Unas manos me agarraron por los hombros y me dieron la vuelta de forma que me quedé mirando al cielo color melocotón. Ahora tenía un tono más profundo, el rojo sonrojado de una puesta de sol. No podía creer que llevara ahí tirado tanto tiempo, que ya estuviera anocheciendo. Me pregunté por qué mis compañeros de equipo habían sido tan lentos a la hora de descender del precipicio y por qué no había muerto congelado para cuando llegaron hasta allí.

—... sellador...

—... rocíalo, date prisa...

Una cara se alzó ante mí, la primera que recuerdo haber visto en todo el día. Una mujer, no demasiado vieja pero tampoco demasiado joven, con sus facciones distorsionadas por la curva de su casco. Parecía preocupada.

—... oirme...

Su voz bramó en mis oídos. Intenté asentir. Unas oleadas de algo neblinoso se dispersaron sobre mi casco y se congelaron en densos churretones opacos. El siseo en el interior de mi traje disminuyó hasta desaparecer. Pude volver a oír mi propia respiración, jadeante y profunda. También empecé a sentirme más cálido cuando los sistemas de soporte vital de mi traje empezaron a trabajar.

—... de lado... tendré que intentarlo por el brazo o por las nalgas... con cuidado...

Otro cambio de postura y mi casco se oscureció. Sentí cómo el traje golpeaba contra las rocas y al instante vacié lo que me quedaba en la vejiga. Me habían puesto mal, de forma que yacía sobre mi brazo roto. Grité de dolor, aunque me salió más bien como un graznido. Alguien cogió la pernera izquierda del traje y sentí un breve pinchazo cuando una aguja hipodérmica penetró a través de la junta del traje, justo debajo de mi culo.

—... no sé si lo conseguí... tendré que probar con el brazo también...

—... lo estamos perdiendo...

Hubo otro pinchazo a través de la junta del hombro.

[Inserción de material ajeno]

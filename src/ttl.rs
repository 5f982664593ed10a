//! Value-with-expiry cache shared by every derived view
//!
//! Holds one computed value together with the instant it was computed.
//! Readers inside the TTL window get the same `Arc` back; the first reader
//! after expiry recomputes.

use chrono::{DateTime, Utc};
use std::sync::Arc;
use std::time::Duration;

#[derive(Debug)]
struct Cached<T> {
    value: Arc<T>,
    computed_at: DateTime<Utc>,
}

#[derive(Debug)]
pub struct TtlCache<T> {
    ttl: chrono::Duration,
    entry: Option<Cached<T>>,
}

impl<T> TtlCache<T> {
    pub fn new(ttl: Duration) -> Self {
        Self {
            ttl: chrono::Duration::from_std(ttl).unwrap_or(chrono::Duration::MAX),
            entry: None,
        }
    }

    /// Return the cached value if still fresh at `now`, else recompute it
    pub fn get_or_refresh<F>(&mut self, now: DateTime<Utc>, compute: F) -> Arc<T>
    where
        F: FnOnce() -> T,
    {
        if let Some(value) = self.fresh(now) {
            return value;
        }

        let value = Arc::new(compute());
        self.entry = Some(Cached {
            value: Arc::clone(&value),
            computed_at: now,
        });
        value
    }

    /// The cached value, only if it has not expired at `now`
    pub fn fresh(&self, now: DateTime<Utc>) -> Option<Arc<T>> {
        self.entry
            .as_ref()
            .filter(|cached| now.signed_duration_since(cached.computed_at) < self.ttl)
            .map(|cached| Arc::clone(&cached.value))
    }

    /// Last computed value and its timestamp, regardless of expiry
    pub fn last(&self) -> Option<(Arc<T>, DateTime<Utc>)> {
        self.entry
            .as_ref()
            .map(|cached| (Arc::clone(&cached.value), cached.computed_at))
    }

    /// Install a value computed elsewhere (e.g. restored from a snapshot)
    pub fn seed(&mut self, value: T, computed_at: DateTime<Utc>) {
        self.entry = Some(Cached {
            value: Arc::new(value),
            computed_at,
        });
    }

    pub fn invalidate(&mut self) {
        self.entry = None;
    }
}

Un momento después era incapaz de sentir nada de cuello para abajo.

—... heridas internas, hemorragia intensa... no llegará a la lanzadera...

—... puede oírte...

—... entonces está mejor de lo que...

—... cállate...

El interior de mi traje volvía a ser cálido y cómodo. Me sumergí en un mundo que se había vuelto impreciso repentinamente. No sentí nada en absoluto cuando me alzaron y me llevaron al rover.

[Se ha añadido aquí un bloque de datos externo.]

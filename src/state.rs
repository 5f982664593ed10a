use {
    crate::events::{CrisisEvent, RiskLevel, SocialSignalEvent, Urgency, WeatherRiskEvent},
    chrono::{DateTime, Utc},
    serde::Serialize,
    std::collections::{BTreeMap, VecDeque},
};

/// Bounded, arrival-ordered store of the two event streams
///
/// Each stream keeps at most `capacity` events. Once full, every append
/// drops the oldest arrival. Event timestamps play no part in ordering:
/// late or duplicate events simply take the next slot.
#[derive(Debug, Clone)]
pub struct EventCache {
    weather: VecDeque<WeatherRiskEvent>,
    social: VecDeque<SocialSignalEvent>,
    capacity: usize,
}

/// Most recent events per stream, oldest first
#[derive(Debug, Clone, Serialize)]
pub struct LatestEvents {
    pub weather: Vec<WeatherRiskEvent>,
    pub social: Vec<SocialSignalEvent>,
    pub last_updated: DateTime<Utc>,
}

impl LatestEvents {
    /// Both streams as one list, weather first, each in arrival order
    pub fn combined(&self) -> Vec<CrisisEvent> {
        self.weather
            .iter()
            .cloned()
            .map(CrisisEvent::Weather)
            .chain(self.social.iter().cloned().map(CrisisEvent::Social))
            .collect()
    }
}

#[derive(Debug, Clone, Copy, PartialEq, Eq, Serialize)]
pub struct ClearSummary {
    pub weather_kept: usize,
    pub social_kept: usize,
}

/// Counts over the cached events
#[derive(Debug, Clone, Default, PartialEq, Serialize)]
pub struct CacheStats {
    pub weather_total: usize,
    pub weather_by_risk: BTreeMap<RiskLevel, usize>,
    pub social_total: usize,
    pub social_by_urgency: BTreeMap<Urgency, usize>,
    pub social_by_category: BTreeMap<String, usize>,
}

impl CacheStats {
    pub fn critical_social_reports(&self) -> usize {
        self.social_by_urgency
            .get(&Urgency::Critical)
            .copied()
            .unwrap_or(0)
    }
}

impl EventCache {
    pub fn new(capacity: usize) -> Self {
        Self {
            weather: VecDeque::with_capacity(capacity),
            social: VecDeque::with_capacity(capacity),
            capacity,
        }
    }

    pub fn capacity(&self) -> usize {
        self.capacity
    }

    /// Insert into the matching stream, evicting the oldest arrival when full
    pub fn append(&mut self, event: CrisisEvent) {
        match event {
            CrisisEvent::Weather(e) => push_bounded(&mut self.weather, e, self.capacity),
            CrisisEvent::Social(e) => push_bounded(&mut self.social, e, self.capacity),
        }
    }

    /// The newest `limit` events of each stream, most recent last
    pub fn latest(&self, limit: usize, now: DateTime<Utc>) -> LatestEvents {
        LatestEvents {
            weather: tail(&self.weather, limit),
            social: tail(&self.social, limit),
            last_updated: now,
        }
    }

    /// Keep only the newest `floor(len * keep_fraction)` events of each stream
    pub fn truncate_to_fraction(&mut self, keep_fraction: f64) -> ClearSummary {
        let fraction = if keep_fraction.is_nan() {
            0.0
        } else {
            keep_fraction.clamp(0.0, 1.0)
        };

        let weather_kept = (self.weather.len() as f64 * fraction).floor() as usize;
        let social_kept = (self.social.len() as f64 * fraction).floor() as usize;

        keep_newest(&mut self.weather, weather_kept);
        keep_newest(&mut self.social, social_kept);

        ClearSummary {
            weather_kept,
            social_kept,
        }
    }

    pub fn weather(&self) -> &VecDeque<WeatherRiskEvent> {
        &self.weather
    }

    pub fn social(&self) -> &VecDeque<SocialSignalEvent> {
        &self.social
    }

    pub fn len(&self) -> usize {
        self.weather.len() + self.social.len()
    }

    pub fn is_empty(&self) -> bool {
        self.weather.is_empty() && self.social.is_empty()
    }

    /// Replace both streams with restored contents, keeping the newest entries
    pub fn restore(&mut self, weather: Vec<WeatherRiskEvent>, social: Vec<SocialSignalEvent>) {
        self.weather = weather.into();
        self.social = social.into();
        keep_newest(&mut self.weather, self.capacity);
        keep_newest(&mut self.social, self.capacity);
    }

    pub fn stats(&self) -> CacheStats {
        let mut stats = CacheStats {
            weather_total: self.weather.len(),
            social_total: self.social.len(),
            ..CacheStats::default()
        };

        for event in &self.weather {
            *stats.weather_by_risk.entry(event.risk_level).or_default() += 1;
        }

        for event in &self.social {
            *stats.social_by_urgency.entry(event.data.urgency).or_default() += 1;
            *stats
                .social_by_category
                .entry(event.data.category.clone())
                .or_default() += 1;
        }

        stats
    }
}

fn push_bounded<T>(buffer: &mut VecDeque<T>, item: T, capacity: usize) {
    buffer.push_back(item);
    while buffer.len() > capacity {
        buffer.pop_front();
    }
}

fn keep_newest<T>(buffer: &mut VecDeque<T>, keep: usize) {
    let excess = buffer.len().saturating_sub(keep);
    buffer.drain(..excess);
}

fn tail<T: Clone>(buffer: &VecDeque<T>, limit: usize) -> Vec<T> {
    let skip = buffer.len().saturating_sub(limit);
    buffer.iter().skip(skip).cloned().collect()
}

Estuve inconsciente durante la mayor parte del accidentado viaje de regreso a lo largo del lecho para recoger a los demás, volviendo a la consciencia bruscamente cuando me izaban a bordo de la lanzadera. Una vez que me depositaron pudieron agarrar mejor el traje y algo se me desgarró en el interior del brazo izquierdo. Hubo una súbita explosión de calidez y volví a gritar.